Por que empreendimentos de grande impacto financiam unidades de conservação
Empreendedores que buscam licenciar atividades de significativo impacto ambiental costumam se deparar com uma obrigação adicional: destinar recursos a unidades de conservação, independentemente de qualquer dano já ocorrido. Essa é a compensação ambiental do art. 36 da Lei 9.985/2000 (Lei do SNUC), instrumento cuja forma de cálculo foi parcialmente redesenhada por decisão do Supremo Tribunal Federal.
O que o art. 36 exige do empreendedor
O art. 36 determina que, nos casos de licenciamento ambiental de empreendimentos de significativo impacto ambiental, assim considerado pelo órgão ambiental competente, com fundamento em estudo de impacto ambiental e respectivo relatório (EIA/Rima), o empreendedor é obrigado a apoiar a implantação e manutenção de unidade de conservação do grupo de proteção integral. O montante dessa obrigação é definido pelo órgão ambiental licenciador, e não pelo próprio empreendedor.
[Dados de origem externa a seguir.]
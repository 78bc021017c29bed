use std::fmt;

use reqwest::StatusCode;
use serde::Deserialize;

/// Unified client error type.
///
/// Validation errors are raised before any network call. Backend errors are classified
/// from the structured `code` field of the response body, never from message text.
#[derive(Debug, Clone, PartialEq, Eq)]
pub enum AppError {
    /// Local input validation failed; nothing was sent.
    Validation(String),
    /// The operation needs a signed-in user.
    NotAuthenticated,
    /// 401/403 from the backend
    Unauthorized(String),
    /// Zero rows for a single-row read, or 404
    NotFound(String),
    /// Unique constraint violation
    Conflict(String),
    /// Room has no free seat
    RoomFull { code: String, max_players: i32 },
    /// Action reserved to the room host
    NotHost { action: String },
    /// Backend schema or procedure is missing; needs database setup
    SetupMissing(String),
    /// Any other error reported by the backend
    Backend {
        status: u16,
        code: Option<String>,
        message: String,
    },
    /// Network failure or timeout
    Transport(String),
    /// Configuration error
    Config(String),
    /// Internal client error
    Internal(String),
}

impl fmt::Display for AppError {
    fn fmt(&self, f: &mut fmt::Formatter<'_>) -> fmt::Result {
        match self {
            Self::Validation(msg) => write!(f, "{msg}"),
            Self::NotAuthenticated => write!(f, "Not signed in"),
            Self::Unauthorized(msg) => write!(f, "Unauthorized: {msg}"),
            Self::NotFound(msg) => write!(f, "Not found: {msg}"),
            Self::Conflict(msg) => write!(f, "Conflict: {msg}"),
            Self::RoomFull { code, max_players } => {
                write!(f, "Room {code} is full ({max_players} players)")
            }
            Self::NotHost { action } => write!(f, "Only the host can {action}"),
            Self::SetupMissing(msg) => write!(f, "Database setup required: {msg}"),
            Self::Backend {
                status,
                code: Some(code),
                message,
            } => write!(f, "Backend error {status} ({code}): {message}"),
            Self::Backend {
                status,
                code: None,
                message,
            } => write!(f, "Backend error {status}: {message}"),
            Self::Transport(msg) => write!(f, "Network error: {msg}"),
            Self::Config(msg) => write!(f, "Configuration error: {msg}"),
            Self::Internal(msg) => write!(f, "Internal error: {msg}"),
        }
    }
}

impl std::error::Error for AppError {}

impl AppError {
    /// Errors worth retrying on the next sync cycle without user involvement.
    #[must_use]
    pub const fn is_transient(&self) -> bool {
        matches!(self, Self::Transport(_))
    }

    /// Whether the backend reported that its schema or procedures are not installed.
    #[must_use]
    pub const fn is_setup_missing(&self) -> bool {
        matches!(self, Self::SetupMissing(_))
    }

    /// Classify a non-success backend response.
    #[must_use]
    pub fn from_response(status: StatusCode, body: &str) -> Self {
        let parsed: ErrorBody = serde_json::from_str(body).unwrap_or_default();
        let code = parsed.code();
        let message = parsed.message().unwrap_or_else(|| {
            if body.trim().is_empty() {
                status
                    .canonical_reason()
                    .unwrap_or("unknown error")
                    .to_string()
            } else {
                body.trim().to_string()
            }
        });

        match code.as_deref() {
            Some(SCHEMA_CACHE_MISS | UNDEFINED_TABLE | RPC_NOT_FOUND | UNDEFINED_FUNCTION) => {
                return Self::SetupMissing(message);
            }
            Some(NO_ROWS) => return Self::NotFound(message),
            Some(UNIQUE_VIOLATION) => return Self::Conflict(message),
            _ => {}
        }

        match status {
            StatusCode::UNAUTHORIZED | StatusCode::FORBIDDEN => Self::Unauthorized(message),
            StatusCode::NOT_FOUND => Self::NotFound(message),
            StatusCode::CONFLICT => Self::Conflict(message),
            _ => Self::Backend {
                status: status.as_u16(),
                code,
                message,
            },
        }
    }
}

const SCHEMA_CACHE_MISS: &str = "PGRST205";
const RPC_NOT_FOUND: &str = "PGRST202";
const NO_ROWS: &str = "PGRST116";
const UNDEFINED_TABLE: &str = "42P01";
const UNDEFINED_FUNCTION: &str = "42883";
const UNIQUE_VIOLATION: &str = "23505";

/// Union of the REST (`code`/`message`) and auth (`error_code`/`msg`, `error`/`error_description`)
/// error body shapes.
#[derive(Debug, Default, Deserialize)]
struct ErrorBody {
    code: Option<serde_json::Value>,
    error_code: Option<String>,
    message: Option<String>,
    msg: Option<String>,
    error: Option<String>,
    error_description: Option<String>,
}

impl ErrorBody {
    fn code(&self) -> Option<String> {
        // The auth service puts the HTTP status in `code` and the symbolic code in `error_code`.
        self.error_code.clone().or_else(|| match &self.code {
            Some(serde_json::Value::String(code)) => Some(code.clone()),
            _ => self.error.clone(),
        })
    }

    fn message(&self) -> Option<String> {
        self.message
            .clone()
            .or_else(|| self.msg.clone())
            .or_else(|| self.error_description.clone())
            .or_else(|| self.error.clone())
    }
}

impl From<reqwest::Error> for AppError {
    fn from(err: reqwest::Error) -> Self {
        if err.is_decode() {
            Self::Internal(format!("Malformed backend response: {err}"))
        } else {
            Self::Transport(err.to_string())
        }
    }
}

impl From<serde_json::Error> for AppError {
    fn from(err: serde_json::Error) -> Self {
        Self::Internal(format!("Malformed backend response: {err}"))
    }
}

impl From<url::ParseError> for AppError {
    fn from(err: url::ParseError) -> Self {
        Self::Config(format!("Invalid URL: {err}"))
    }
}

impl From<anyhow::Error> for AppError {
    fn from(err: anyhow::Error) -> Self {
        Self::Internal(format!("{err:#}"))
    }
}

#[cfg(test)]
mod tests {
    use super::*;

    #[test]
    fn test_missing_table_is_setup_error() {
        let body = r#"{"code":"PGRST205","details":null,"hint":null,"message":"Could not find the table 'public.game_rooms' in the schema cache"}"#;
        let err = AppError::from_response(StatusCode::NOT_FOUND, body);
        assert!(err.is_setup_missing());
    }

    #[test]
    fn test_undefined_table_is_setup_error() {
        let body = r#"{"code":"42P01","message":"relation \"public.chat_messages\" does not exist"}"#;
        let err = AppError::from_response(StatusCode::BAD_REQUEST, body);
        assert!(err.is_setup_missing());
    }

    #[test]
    fn test_message_text_alone_does_not_mean_setup_missing() {
        let body = r#"{"code":"22P02","message":"game_rooms: invalid input syntax"}"#;
        let err = AppError::from_response(StatusCode::BAD_REQUEST, body);
        assert!(!err.is_setup_missing());
        assert!(matches!(err, AppError::Backend { status: 400, .. }));
    }

    #[test]
    fn test_single_row_miss_is_not_found() {
        let body = r#"{"code":"PGRST116","message":"JSON object requested, multiple (or no) rows returned"}"#;
        assert!(matches!(
            AppError::from_response(StatusCode::NOT_ACCEPTABLE, body),
            AppError::NotFound(_)
        ));
    }

    #[test]
    fn test_unique_violation_is_conflict() {
        let body = r#"{"code":"23505","message":"duplicate key value violates unique constraint"}"#;
        assert!(matches!(
            AppError::from_response(StatusCode::CONFLICT, body),
            AppError::Conflict(_)
        ));
    }

    #[test]
    fn test_auth_error_shapes() {
        let body = r#"{"code":400,"error_code":"invalid_credentials","msg":"Invalid login credentials"}"#;
        let err = AppError::from_response(StatusCode::BAD_REQUEST, body);
        assert_eq!(
            err,
            AppError::Backend {
                status: 400,
                code: Some("invalid_credentials".to_string()),
                message: "Invalid login credentials".to_string(),
            }
        );

        let body = r#"{"error":"invalid_grant","error_description":"Refresh Token Not Found"}"#;
        let err = AppError::from_response(StatusCode::UNAUTHORIZED, body);
        assert_eq!(
            err,
            AppError::Unauthorized("Refresh Token Not Found".to_string())
        );
    }

    #[test]
    fn test_empty_body_uses_status_reason() {
        let err = AppError::from_response(StatusCode::BAD_GATEWAY, "");
        assert_eq!(err.to_string(), "Backend error 502: Bad Gateway");
    }

    #[test]
    fn test_transport_is_transient() {
        assert!(AppError::Transport("timed out".to_string()).is_transient());
        assert!(!AppError::NotAuthenticated.is_transient());
    }
}
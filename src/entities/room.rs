use chrono::{DateTime, Utc};
use serde::{Deserialize, Serialize};
use uuid::Uuid;

use super::{RoomPhase, RoomStatus};

/// A joinable game session identified by a short code.
#[derive(Debug, Clone, PartialEq, Eq, Serialize, Deserialize)]
pub struct Room {
    pub id: Uuid,
    pub code: String,
    pub name: String,
    pub host_id: Uuid,
    pub status: RoomStatus,
    pub max_players: i32,
    pub created_at: DateTime<Utc>,
    #[serde(default)]
    pub updated_at: Option<DateTime<Utc>>,
    #[serde(default)]
    pub game_start_at: Option<DateTime<Utc>>,
    #[serde(default)]
    pub game_end_at: Option<DateTime<Utc>>,
    #[serde(default)]
    pub phase: Option<RoomPhase>,
    #[serde(default)]
    pub round_number: Option<i32>,
}

impl Room {
    /// Phase shown to players; night until the backend says otherwise.
    #[must_use]
    pub fn display_phase(&self) -> RoomPhase {
        self.phase.unwrap_or_default()
    }

    /// Round shown to players; starts at 1.
    #[must_use]
    pub fn display_round(&self) -> i32 {
        self.round_number.unwrap_or(1)
    }

    #[must_use]
    pub fn is_host(&self, user_id: Uuid) -> bool {
        self.host_id == user_id
    }
}
use chrono::{DateTime, Utc};
use serde::{Deserialize, Serialize};
use uuid::Uuid;

/// Append-only chat line, ordered by creation time.
#[derive(Debug, Clone, PartialEq, Eq, Serialize, Deserialize)]
pub struct ChatMessage {
    pub id: Uuid,
    pub room_id: Uuid,
    pub user_id: Uuid,
    pub username: String,
    pub message: String,
    pub created_at: DateTime<Utc>,
}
Por que não existe mais piso fixo de meio por cento
O § 1º do art. 36, na redação original, fixava que o percentual dos custos totais do empreendimento a ser destinado à compensação não poderia ser inferior a meio por cento. O Supremo Tribunal Federal, ao julgar a ADI 3.378, declarou a inconstitucionalidade dessa expressão de piso mínimo, por entender que vincular a compensação a um percentual fixo dos custos do empreendimento, e não ao grau real do impacto ambiental causado, violava o princípio da proporcionalidade. Desde então, cabe ao órgão licenciador fixar o valor da compensação proporcionalmente à intensidade do impacto identificado no procedimento de licenciamento, assegurado o contraditório e a ampla defesa do empreendedor quanto ao grau de impacto apurado.
Compensação ambiental não é reparação de dano
É importante não confundir os dois institutos: a compensação ambiental do art. 36 é uma obrigação prévia, vinculada ao próprio licenciamento de um empreendimento cujo impacto significativo já é conhecido antes de a atividade começar a funcionar. A reparação de dano ambiental, por sua vez, pressupõe que uma lesão já ocorreu, e a obrigação de reparar nasce do dano efetivamente causado, apurada por outras vias, como a ação civil pública ou o termo de ajustamento de conduta.
Perguntas frequentes
Todo empreendimento que passa por licenciamento ambiental paga compensação?
Não. A obrigação do art. 36 se aplica apenas aos empreendimentos classificados pelo órgão ambiental competente como de significativo impacto ambiental, com base em EIA/Rima; empreendimentos de menor impacto, sujeitos a outras modalidades de licenciamento, não se enquadram nessa exigência.